- Occupations: Actress; model;
- Years active: 2008–present (acting)

= Sonja Kinski =

American actress

Sonja Kinski is an Egyptian-American model and actress.

==Early life==
Kinski's parents divorced in 1992. She then moved to Los Angeles, where her mother began to have a relationship with musician and producer Quincy Jones. It is the latter that she considers as her true father, who raised and advised her in life.

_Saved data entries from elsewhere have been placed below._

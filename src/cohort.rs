//! The 32-bucket population state vector of a single city.
//!
//! Every resident sits in exactly one bucket, indexed by
//! `infection * 8 + vaccination * 2 + employment`:
//! * infection stage 0 (healthy) or 1..=3 (weeks remaining infected, counted
//!   down by [`Cohort::age_one_week`]);
//! * vaccination stage 0 (unvaccinated), 1..=2 (vaccinated that many weeks
//!   ago) or 3 (vaccinated at least three weeks ago, permanently immune);
//! * employment 0 (working, taxable) or 1 (not working).
//!
//! The sum of all 32 buckets equals the cohort total after every operation;
//! a violation is a programming defect and fails loudly in debug builds.

use crate::partition::{random_partition, weighted_shares};
use rand::Rng;

/// Number of population buckets.
pub const N_GROUPS: usize = 32;

/// Fraction of a freshly initialized population placed in the working bucket.
pub const WORKING_FRACTION: f64 = 0.65;

/// Split of newly infected residents across infection stages 1..=3
/// (weeks remaining infected).
pub const INFECTION_DURATION_WEIGHTS: [f64; 3] = [0.25, 0.6, 0.15];

/// Bucket index for `(infection, vaccination, employment)`.
#[inline]
#[must_use]
pub fn group_index(infection: usize, vaccination: usize, employment: usize) -> usize {
    debug_assert!(infection < 4 && vaccination < 4 && employment < 2);
    infection * 8 + vaccination * 2 + employment
}

/// Inverse of [`group_index`].
#[inline]
#[must_use]
pub fn group_coordinates(index: usize) -> (usize, usize, usize) {
    debug_assert!(index < N_GROUPS);
    (index / 8, (index % 8) / 2, index % 2)
}

/// A city population cross-classified by infection stage, vaccination recency,
/// and employment.
#[derive(Clone, Debug, PartialEq, Eq)]
pub struct Cohort {
    groups: [u64; N_GROUPS],
    total: u64,
}

impl Cohort {
    /// An empty cohort.
    #[must_use]
    pub fn new() -> Self {
        Self {
            groups: [0; N_GROUPS],
            total: 0,
        }
    }

    /// A fresh cohort of `total` residents, all healthy and unvaccinated,
    /// split into working and non-working buckets at [`WORKING_FRACTION`].
    #[must_use]
    pub fn with_population(total: u64) -> Self {
        let mut cohort = Self::new();
        cohort.reset_population(total);
        cohort
    }

    /// Wholesale reset: discards all prior disease and vaccination state.
    pub fn reset_population(&mut self, total: u64) {
        #[allow(clippy::cast_possible_truncation, clippy::cast_sign_loss)]
        let working = (total as f64 * WORKING_FRACTION) as u64;
        self.groups = [0; N_GROUPS];
        self.groups[group_index(0, 0, 0)] = working;
        self.groups[group_index(0, 0, 1)] = total - working;
        self.total = total;
        self.assert_conserved();
    }

    #[must_use]
    pub fn total(&self) -> u64 {
        self.total
    }

    /// Sum of the buckets whose `(infection, vaccination, employment)`
    /// coordinates satisfy `predicate`.
    pub fn subgroup<P>(&self, predicate: P) -> u64
    where
        P: Fn(usize, usize, usize) -> bool,
    {
        (0..N_GROUPS)
            .filter(|&index| {
                let (infection, vaccination, employment) = group_coordinates(index);
                predicate(infection, vaccination, employment)
            })
            .map(|index| self.groups[index])
            .sum()
    }

    /// Healthy working residents: the tax base.
    #[must_use]
    pub fn taxable(&self) -> u64 {
        self.subgroup(|infection, _, employment| infection == 0 && employment == 0)
    }

    /// Residents entitled to relief payments. This is the historical bit
    /// pattern `(index odd) && (index > 8)`: infected, not working, with
    /// index 8 itself excluded (`> 8`, not `>= 8`).
    #[must_use]
    pub fn relief(&self) -> u64 {
        (0..N_GROUPS)
            .filter(|&index| index % 2 == 1 && index > 8)
            .map(|index| self.groups[index])
            .sum()
    }

    /// Residents currently infected (any stage above 0).
    #[must_use]
    pub fn infected(&self) -> u64 {
        self.subgroup(|infection, _, _| infection > 0)
    }

    /// Residents vaccinated at any point (stage 1 and up).
    #[must_use]
    pub fn vaccinated(&self) -> u64 {
        self.subgroup(|_, vaccination, _| vaccination >= 1)
    }

    /// Residents vaccinated at least three weeks ago, permanently immune.
    #[must_use]
    pub fn immune(&self) -> u64 {
        self.subgroup(|_, vaccination, _| vaccination == 3)
    }

    /// Advance the cohort by one week: count down infections, then age
    /// vaccinations. Both shifts conserve the total exactly.
    ///
    /// Infection recovery merges stage 1 into stage 0 and shifts stages 2 and
    /// 3 down by one; destinations are processed in increasing order. An
    /// entirely infected cohort returns fully to healthy after three calls
    /// with no new infections.
    ///
    /// Vaccination aging moves stage 2 into the permanent stage-3 accumulator
    /// and stage 1 into stage 2; destinations are processed in decreasing
    /// order (3 before 2) so nobody advances twice. Stage 0 is untouched.
    pub fn age_one_week(&mut self) {
        for stage in 0..3 {
            for offset in 0..8 {
                let source = (stage + 1) * 8 + offset;
                let destination = stage * 8 + offset;
                self.groups[destination] += self.groups[source];
                self.groups[source] = 0;
            }
        }

        for stage in [3, 2] {
            for infection in 0..4 {
                for employment in 0..2 {
                    let source = group_index(infection, stage - 1, employment);
                    let destination = group_index(infection, stage, employment);
                    self.groups[destination] += self.groups[source];
                    self.groups[source] = 0;
                }
            }
        }
        self.assert_conserved();
    }

    /// Infect up to `quota` susceptible residents, drawn at random across the
    /// six susceptible buckets (infection stage 0, vaccination stage 0..=2 —
    /// the immune stage-3 buckets are never infected). Each newly infected
    /// unit is assigned a remaining-duration stage by
    /// [`INFECTION_DURATION_WEIGHTS`].
    ///
    /// Returns the number actually infected, after clamping `quota` to the
    /// susceptible pool.
    pub fn infect<R: Rng + ?Sized>(&mut self, quota: u64, rng: &mut R) -> u64 {
        let mut sources = [0usize; 6];
        let mut capacities = [0u64; 6];
        let mut slot = 0;
        for vaccination in 0..3 {
            for employment in 0..2 {
                let index = group_index(0, vaccination, employment);
                sources[slot] = index;
                capacities[slot] = self.groups[index];
                slot += 1;
            }
        }

        let shares = random_partition(rng, quota, &capacities);
        let infected: u64 = shares.iter().sum();

        for (&share, &source) in shares.iter().zip(&sources) {
            if share == 0 {
                continue;
            }
            self.groups[source] -= share;
            let (_, vaccination, employment) = group_coordinates(source);
            let by_stage = weighted_shares(share, &INFECTION_DURATION_WEIGHTS);
            for (stage_offset, &count) in by_stage.iter().enumerate() {
                self.groups[group_index(stage_offset + 1, vaccination, employment)] += count;
            }
        }
        self.assert_conserved();
        infected
    }

    /// Vaccinate up to `quota` residents from the two healthy unvaccinated
    /// buckets (one per employment value), moving them into vaccination
    /// stage 1. Returns the number actually vaccinated, after clamping
    /// `quota` to the unvaccinated pool.
    pub fn vaccinate<R: Rng + ?Sized>(&mut self, quota: u64, rng: &mut R) -> u64 {
        let sources = [group_index(0, 0, 0), group_index(0, 0, 1)];
        let capacities = [self.groups[sources[0]], self.groups[sources[1]]];

        let shares = random_partition(rng, quota, &capacities);
        let vaccinated: u64 = shares.iter().sum();

        for (&share, &source) in shares.iter().zip(&sources) {
            self.groups[source] -= share;
            let (_, _, employment) = group_coordinates(source);
            self.groups[group_index(0, 1, employment)] += share;
        }
        self.assert_conserved();
        vaccinated
    }

    /// Conservation invariant: the buckets always sum to the total.
    #[inline]
    fn assert_conserved(&self) {
        debug_assert_eq!(
            self.groups.iter().sum::<u64>(),
            self.total,
            "cohort population not conserved"
        );
    }

    #[cfg(test)]
    pub(crate) fn from_groups(groups: [u64; N_GROUPS]) -> Self {
        let total = groups.iter().sum();
        Self { groups, total }
    }

    #[cfg(test)]
    pub(crate) fn group(&self, index: usize) -> u64 {
        self.groups[index]
    }
}

impl Default for Cohort {
    fn default() -> Self {
        Self::new()
    }
}

#[cfg(test)]
mod tests {
    use super::*;
    use rand::rngs::StdRng;
    use rand::SeedableRng;

    #[test]
    fn initialization_splits_at_working_fraction() {
        let cohort = Cohort::with_population(1_000);
        assert_eq!(cohort.total(), 1_000);
        assert_eq!(cohort.group(group_index(0, 0, 0)), 650);
        assert_eq!(cohort.group(group_index(0, 0, 1)), 350);
        assert_eq!(cohort.taxable(), 650);
        assert_eq!(cohort.infected(), 0);
        assert_eq!(cohort.vaccinated(), 0);
    }

    #[test]
    fn conservation_across_operation_sequences() {
        let mut rng = StdRng::seed_from_u64(2024);
        let mut cohort = Cohort::with_population(10_000);
        for week in 0..50u64 {
            cohort.age_one_week();
            cohort.vaccinate(week * 13 % 400, &mut rng);
            cohort.infect(week * 29 % 900, &mut rng);
            assert_eq!(cohort.total(), 10_000);
        }
    }

    #[test]
    fn full_recovery_after_three_weeks_of_aging() {
        let mut groups = [0u64; N_GROUPS];
        groups[group_index(3, 0, 0)] = 1_000;
        let mut cohort = Cohort::from_groups(groups);

        cohort.age_one_week();
        assert_eq!(cohort.group(group_index(2, 0, 0)), 1_000);
        cohort.age_one_week();
        assert_eq!(cohort.group(group_index(1, 0, 0)), 1_000);
        cohort.age_one_week();
        assert_eq!(cohort.group(group_index(0, 0, 0)), 1_000);
        assert_eq!(cohort.infected(), 0);
        for index in 1..N_GROUPS {
            assert_eq!(cohort.group(index), 0, "stray population in bucket {index}");
        }
    }

    #[test]
    fn aging_advances_vaccination_stages() {
        let mut rng = StdRng::seed_from_u64(7);
        let mut cohort = Cohort::with_population(1_000);
        assert_eq!(cohort.vaccinate(200, &mut rng), 200);
        assert_eq!(cohort.immune(), 0);

        cohort.age_one_week();
        cohort.age_one_week();
        assert_eq!(cohort.immune(), 0);
        cohort.age_one_week();
        assert_eq!(cohort.immune(), 200);
        assert_eq!(cohort.vaccinated(), 200);
    }

    #[test]
    fn infection_clamps_to_susceptible_pool() {
        let mut rng = StdRng::seed_from_u64(11);
        let mut cohort = Cohort::with_population(1_000);
        assert_eq!(cohort.infect(5_000, &mut rng), 1_000);
        assert_eq!(cohort.infected(), 1_000);
        assert_eq!(cohort.total(), 1_000);
        for vaccination in 0..3 {
            for employment in 0..2 {
                assert_eq!(cohort.group(group_index(0, vaccination, employment)), 0);
            }
        }
    }

    #[test]
    fn immune_residents_are_never_infected() {
        let mut rng = StdRng::seed_from_u64(5);
        let mut cohort = Cohort::with_population(1_000);
        cohort.vaccinate(1_000, &mut rng);
        cohort.age_one_week();
        cohort.age_one_week();
        cohort.age_one_week();
        assert_eq!(cohort.immune(), 1_000);
        assert_eq!(cohort.infect(500, &mut rng), 0);
        assert_eq!(cohort.infected(), 0);
    }

    #[test]
    fn vaccination_clamps_to_unvaccinated_pool() {
        let mut rng = StdRng::seed_from_u64(3);
        let mut cohort = Cohort::with_population(1_000);
        assert_eq!(cohort.vaccinate(5_000, &mut rng), 1_000);
        assert_eq!(cohort.vaccinated(), 1_000);
        assert_eq!(
            cohort.subgroup(|_, vaccination, _| vaccination == 1),
            1_000
        );
        assert_eq!(cohort.vaccinate(10, &mut rng), 0);
    }

    #[test]
    fn immunity_only_grows() {
        let mut rng = StdRng::seed_from_u64(17);
        let mut cohort = Cohort::with_population(50_000);
        let mut previous_immune = 0;
        for _ in 0..20 {
            cohort.vaccinate(1_000, &mut rng);
            for _ in 0..3 {
                cohort.age_one_week();
                assert!(cohort.immune() >= previous_immune);
                previous_immune = cohort.immune();
            }
        }
        assert!(cohort.immune() > 0);
    }

    #[test]
    fn relief_excludes_bucket_eight_boundary() {
        let mut groups = [0u64; N_GROUPS];
        groups[8] = 40; // infection 1, vaccination 0, working: even index, no relief
        groups[9] = 7; // infection 1, vaccination 0, not working
        groups[31] = 3; // infection 3, vaccination 3, not working
        groups[1] = 99; // healthy, not working: below the boundary
        let cohort = Cohort::from_groups(groups);
        assert_eq!(cohort.relief(), 10);
    }

    #[test]
    fn taxable_counts_healthy_working_only() {
        let mut rng = StdRng::seed_from_u64(29);
        let mut cohort = Cohort::with_population(1_000);
        assert_eq!(cohort.taxable(), 650);
        cohort.infect(1_000, &mut rng);
        assert_eq!(cohort.taxable(), 0);
    }

    #[test]
    fn reset_discards_prior_state() {
        let mut rng = StdRng::seed_from_u64(41);
        let mut cohort = Cohort::with_population(1_000);
        cohort.infect(400, &mut rng);
        cohort.vaccinate(100, &mut rng);
        cohort.reset_population(2_000);
        assert_eq!(cohort.total(), 2_000);
        assert_eq!(cohort.infected(), 0);
        assert_eq!(cohort.vaccinated(), 0);
        assert_eq!(cohort.taxable(), 1_300);
    }
}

Kinski also has a younger half-sister Kenya, born in 1993.
Sonja Kinski is of Egyptian, German, and Polish origin.

==Career==
At the age of 14, Kinski appeared on the cover of the German edition of the Marie Claire magazine of March 2000. Then in the 2000s, on the covers of Marie Claire (February 2001, Germany), Photo (June 2003, France), Evening Standard (June 2006, United Kingdom), Jalouse (October 2006, France). In addition to advertisements in the press, she is regularly invited to participate in photo shoots for promotional events.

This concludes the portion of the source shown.